─── RECORD EXTRACTS
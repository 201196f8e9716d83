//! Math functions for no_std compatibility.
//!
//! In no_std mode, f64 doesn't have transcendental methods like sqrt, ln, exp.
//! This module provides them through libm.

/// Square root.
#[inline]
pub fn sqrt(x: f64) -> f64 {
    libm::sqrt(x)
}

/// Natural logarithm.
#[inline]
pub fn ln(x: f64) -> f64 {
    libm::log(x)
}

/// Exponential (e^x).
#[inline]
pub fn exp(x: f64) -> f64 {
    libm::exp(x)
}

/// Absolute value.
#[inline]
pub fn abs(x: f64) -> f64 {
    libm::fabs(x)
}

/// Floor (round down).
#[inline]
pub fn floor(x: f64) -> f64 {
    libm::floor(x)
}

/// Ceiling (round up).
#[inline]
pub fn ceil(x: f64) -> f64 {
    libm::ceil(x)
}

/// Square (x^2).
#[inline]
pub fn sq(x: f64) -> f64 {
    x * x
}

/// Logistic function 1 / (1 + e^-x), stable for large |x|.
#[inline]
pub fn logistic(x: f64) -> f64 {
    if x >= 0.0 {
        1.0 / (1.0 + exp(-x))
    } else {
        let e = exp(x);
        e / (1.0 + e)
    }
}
──────
EXERCISE
Using only the entries above, output the line with "libm::sqrt(x)", the line with "pub fn ceil(x: f64)", and all lines between them, exactly as they stand.

YOUR SOLUTION
    libm::sqrt(x)
}

/// Natural logarithm.
#[inline]
pub fn ln(x: f64) -> f64 {
    libm::log(x)
}

/// Exponential (e^x).
#[inline]
pub fn exp(x: f64) -> f64 {
    libm::exp(x)
}

/// Absolute value.
#[inline]
pub fn abs(x: f64) -> f64 {
    libm::fabs(x)
}

/// Floor (round down).
#[inline]
pub fn floor(x: f64) -> f64 {
    libm::floor(x)
}

/// Ceiling (round up).
#[inline]
pub fn ceil(x: f64) -> f64 {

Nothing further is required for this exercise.